[Stored data entries]
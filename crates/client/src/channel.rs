//! Typed channel wrappers over the transport.
//!
//! Channel flavors are configuration of one `Connection` type: the metadata
//! channel carries an open announcement, the conversation channel redirects
//! `{type, error}` envelopes. Request methods translate between typed
//! payloads and the correlator's raw frames.

use std::collections::BTreeMap;

use serde::de::DeserializeOwned;
use serde_json::Value;
use snafu::{ResultExt, Snafu};

use margin_protocol::{
    ChunkConversations, ChunkCreateRequest, ChunkListRequest, ConversationCreated,
    ConversationList, ConversationSummary, HighlightRange, MessagesData, MessagesGetRequest,
    MetadataRequest, SendCompleted, SendMessageRequest, TokenData, events,
};
use margin_transport::{
    ChannelConfig, Connection, Correlator, HandlerId, OpenAnnouncement, StreamingExchange,
    TransportError,
};

use super::config::ClientConfig;

fn base_channel_config(config: &ClientConfig, endpoint_path: &str) -> ChannelConfig {
    ChannelConfig::new(config.ws_base_url.clone(), endpoint_path)
        .with_connect_timeout(config.connect_timeout())
        .with_reconnect_base_delay(config.reconnect_base_delay())
        .with_max_reconnect_attempts(config.max_reconnect_attempts)
}

/// Document-metadata channel: announces `document.metadata` after every
/// successful open, including reconnects.
pub struct DocumentChannel {
    connection: Connection,
}

impl DocumentChannel {
    pub fn open(config: &ClientConfig, document_id: &str) -> ChannelResult<Self> {
        let request = MetadataRequest {
            document_id: document_id.to_string(),
        };
        let payload = serde_json::to_value(&request).context(EncodePayloadSnafu {
            stage: "open-document-channel",
            event: events::DOCUMENT_METADATA.to_string(),
        })?;

        let channel_config = base_channel_config(config, events::DOCUMENTS_STREAM_PATH)
            .with_open_announcement(OpenAnnouncement::new(events::DOCUMENT_METADATA, payload));

        Ok(Self {
            connection: Connection::open(document_id, channel_config),
        })
    }

    /// Registers a handler for metadata frames pushed by the server.
    pub fn on_metadata(
        &self,
        handler: impl Fn(&Value) + Send + Sync + 'static,
    ) -> HandlerId {
        self.connection
            .on_message(&events::completed(events::DOCUMENT_METADATA), handler)
    }

    pub async fn wait_for_connection(&self) -> Result<(), TransportError> {
        self.connection.wait_for_connection().await
    }

    pub fn close(&self) {
        self.connection.close();
    }
}

/// Conversation channel: every request kind of the fixed vocabulary, typed.
pub struct ConversationChannel {
    correlator: Correlator,
}

impl ConversationChannel {
    pub fn open(config: &ClientConfig, document_id: &str) -> Self {
        let channel_config = base_channel_config(config, events::CONVERSATIONS_STREAM_PATH)
            .with_redirect_error_frames();
        Self {
            correlator: Correlator::new(Connection::open(document_id, channel_config)),
        }
    }

    pub async fn wait_for_connection(&self) -> ChannelResult<()> {
        self.correlator
            .connection()
            .wait_for_connection()
            .await
            .context(TransportSnafu {
                stage: "wait-for-connection",
            })
    }

    pub fn close(&self) {
        self.correlator.connection().close();
    }

    pub async fn list_conversations(
        &self,
    ) -> ChannelResult<BTreeMap<String, ConversationSummary>> {
        let data = self
            .request(events::CONVERSATION_LIST, Value::Object(Default::default()))
            .await?;
        let listed: ConversationList =
            decode(data, "list-conversations", events::CONVERSATION_LIST)?;
        Ok(listed.conversations)
    }

    pub async fn create_main_conversation(&self) -> ChannelResult<String> {
        let data = self
            .request(
                events::CONVERSATION_MAIN_CREATE,
                Value::Object(Default::default()),
            )
            .await?;
        let created: ConversationCreated =
            decode(data, "create-main-conversation", events::CONVERSATION_MAIN_CREATE)?;
        Ok(created.conversation_id)
    }

    pub async fn create_chunk_conversation(
        &self,
        chunk_id: &str,
        highlight_text: &str,
        highlight_range: Option<HighlightRange>,
    ) -> ChannelResult<String> {
        let request = ChunkCreateRequest {
            chunk_id: chunk_id.to_string(),
            highlight_text: highlight_text.to_string(),
            highlight_range,
        };
        let data = self
            .request(
                events::CONVERSATION_CHUNK_CREATE,
                encode(
                    &request,
                    "create-chunk-conversation",
                    events::CONVERSATION_CHUNK_CREATE,
                )?,
            )
            .await?;
        let created: ConversationCreated = decode(
            data,
            "create-chunk-conversation",
            events::CONVERSATION_CHUNK_CREATE,
        )?;
        Ok(created.conversation_id)
    }

    pub async fn chunk_conversations(
        &self,
        chunk_id: &str,
    ) -> ChannelResult<BTreeMap<String, ConversationSummary>> {
        let request = ChunkListRequest {
            chunk_id: chunk_id.to_string(),
        };
        let data = self
            .request(
                events::CONVERSATION_CHUNK_LIST,
                encode(&request, "chunk-conversations", events::CONVERSATION_CHUNK_LIST)?,
            )
            .await?;
        let listed: ChunkConversations =
            decode(data, "chunk-conversations", events::CONVERSATION_CHUNK_LIST)?;
        Ok(listed.conversations)
    }

    pub async fn messages(&self, conversation_id: &str) -> ChannelResult<MessagesData> {
        let request = MessagesGetRequest {
            conversation_id: conversation_id.to_string(),
        };
        let data = self
            .request(
                events::CONVERSATION_MESSAGES_GET,
                encode(&request, "get-messages", events::CONVERSATION_MESSAGES_GET)?,
            )
            .await?;
        decode(data, "get-messages", events::CONVERSATION_MESSAGES_GET)
    }

    /// Starts the streaming send; the session controller drives the
    /// returned exchange token by token.
    pub fn send_message_streaming(
        &self,
        conversation_id: &str,
        content: &str,
    ) -> ChannelResult<StreamingExchange> {
        let request = SendMessageRequest {
            conversation_id: conversation_id.to_string(),
            content: content.to_string(),
        };
        let event = events::CONVERSATION_MESSAGE_SEND;
        self.correlator
            .send_streaming(
                event,
                encode(&request, "send-message", event)?,
                &events::token(event),
                &events::completed(event),
                &events::error(event),
            )
            .context(TransportSnafu {
                stage: "send-message",
            })
    }

    async fn request(&self, event: &'static str, payload: Value) -> ChannelResult<Value> {
        self.correlator
            .request(
                event,
                payload,
                &events::completed(event),
                &events::error(event),
            )
            .await
            .context(TransportSnafu { stage: "request" })
    }
}

/// Decodes a token frame's payload.
pub fn decode_token(payload: Value) -> ChannelResult<TokenData> {
    decode(payload, "decode-token", events::CONVERSATION_MESSAGE_SEND)
}

/// Decodes the streaming send's terminal completion payload.
pub fn decode_send_completed(payload: Value) -> ChannelResult<SendCompleted> {
    decode(
        payload,
        "decode-send-completed",
        events::CONVERSATION_MESSAGE_SEND,
    )
}

fn encode<T: serde::Serialize>(
    request: &T,
    stage: &'static str,
    event: &str,
) -> ChannelResult<Value> {
    serde_json::to_value(request).context(EncodePayloadSnafu {
        stage,
        event: event.to_string(),
    })
}

fn decode<T: DeserializeOwned>(
    payload: Value,
    stage: &'static str,
    event: &str,
) -> ChannelResult<T> {
    serde_json::from_value(payload).context(DecodePayloadSnafu {
        stage,
        event: event.to_string(),
    })
}

#[derive(Debug, Snafu)]
#[snafu(visibility(pub(crate)))]
pub enum ChannelError {
    #[snafu(display("transport failed on `{stage}`: {source}"))]
    Transport {
        stage: &'static str,
        source: TransportError,
    },
    #[snafu(display("failed to encode request for '{event}'"))]
    EncodePayload {
        stage: &'static str,
        event: String,
        source: serde_json::Error,
    },
    #[snafu(display("response payload for '{event}' did not match the expected shape"))]
    DecodePayload {
        stage: &'static str,
        event: String,
        source: serde_json::Error,
    },
}

pub type ChannelResult<T> = Result<T, ChannelError>;
#[tokio::test]
async fn failed_stream_clears_state_and_keeps_no_partial_content() {
    let addr = spawn_server(|frame| {
        if let Some(frames) = empty_chunk_list(frame) {
            return frames;
        }
        match frame["type"].as_str().unwrap() {
            "conversation.list" => vec![completed(
                "conversation.list",
                json!({ "conversations": { "main-1": {} } }),
            )],
            "conversation.messages.get" => vec![completed(
                "conversation.messages.get",
                json!({ "conversation_id": "main-1", "messages": [] }),
            )],
            "conversation.message.send" => vec![
                json!({ "type": "conversation.message.send.token", "data": { "token": "Boo" } }),
                json!({
                    "type": "conversation.message.send.error",
                    "data": { "message": "model exploded" }
                }),
            ],
            other => panic!("unexpected frame: {other}"),
        }
    })
    .await;

    let config = test_config(addr);
    let (store, session) = new_session(&config, "doc-1");

    tokio::time::timeout(TIMEOUT, session.initialize(ChunkId::new("0")))
        .await
        .unwrap()
        .unwrap();
    let main_id = session.main_conversation_id().await.unwrap();

    let error = tokio::time::timeout(TIMEOUT, session.send_message(&main_id, "hi"))
        .await
        .unwrap()
        .unwrap_err();
    assert!(error.to_string().contains("model exploded"), "got: {error}");

    let messages = store.get_messages(&main_id);
    assert_eq!(messages.len(), 1, "only the user message remains");
    assert_eq!(messages[0].role, Role::User);

    let snapshot = store.streaming_state(&main_id);
    assert!(!snapshot.is_streaming);
    assert!(snapshot.content.is_empty());
}
use std::fmt;

use uuid::Uuid;

// Server-issued identifiers arrive as opaque strings; the macro keeps the
// wrappers structurally identical so call sites stay uniform.
macro_rules! define_server_id {
    ($name:ident) => {
        #[derive(Debug, Clone, PartialEq, Eq, Hash, PartialOrd, Ord)]
        pub struct $name(String);

        impl $name {
            pub fn new(raw: impl Into<String>) -> Self {
                Self(raw.into())
            }

            pub fn as_str(&self) -> &str {
                &self.0
            }
        }

        impl fmt::Display for $name {
            fn fmt(&self, formatter: &mut fmt::Formatter<'_>) -> fmt::Result {
                write!(formatter, "{}", self.0)
            }
        }

        impl From<String> for $name {
            fn from(value: String) -> Self {
                Self(value)
            }
        }

        impl From<&str> for $name {
            fn from(value: &str) -> Self {
                Self(value.to_string())
            }
        }
    };
}

define_server_id!(ConversationId);
define_server_id!(ChunkId);

/// Client-generated highlight identifier.
#[derive(Debug, Clone, Copy, PartialEq, Eq, Hash, PartialOrd, Ord)]
pub struct HighlightId(pub Uuid);

impl HighlightId {
    pub fn generate() -> Self {
        Self(Uuid::now_v7())
    }
}

impl fmt::Display for HighlightId {
    fn fmt(&self, formatter: &mut fmt::Formatter<'_>) -> fmt::Result {
        write!(formatter, "{}", self.0)
    }
}

/// Message identifier: server-issued when the server names one, otherwise
/// minted locally.
#[derive(Debug, Clone, PartialEq, Eq, Hash, PartialOrd, Ord)]
pub struct MessageId(String);

impl MessageId {
    pub fn new(raw: impl Into<String>) -> Self {
        Self(raw.into())
    }

    pub fn generate() -> Self {
        Self(Uuid::now_v7().to_string())
    }

    pub fn as_str(&self) -> &str {
        &self.0
    }
}

impl fmt::Display for MessageId {
    fn fmt(&self, formatter: &mut fmt::Formatter<'_>) -> fmt::Result {
        write!(formatter, "{}", self.0)
    }
}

Problem statement
Reproduce every line above that contains the string "Default".

The answer
            .request(events::CONVERSATION_LIST, Value::Object(Default::default()))
                Value::Object(Default::default()),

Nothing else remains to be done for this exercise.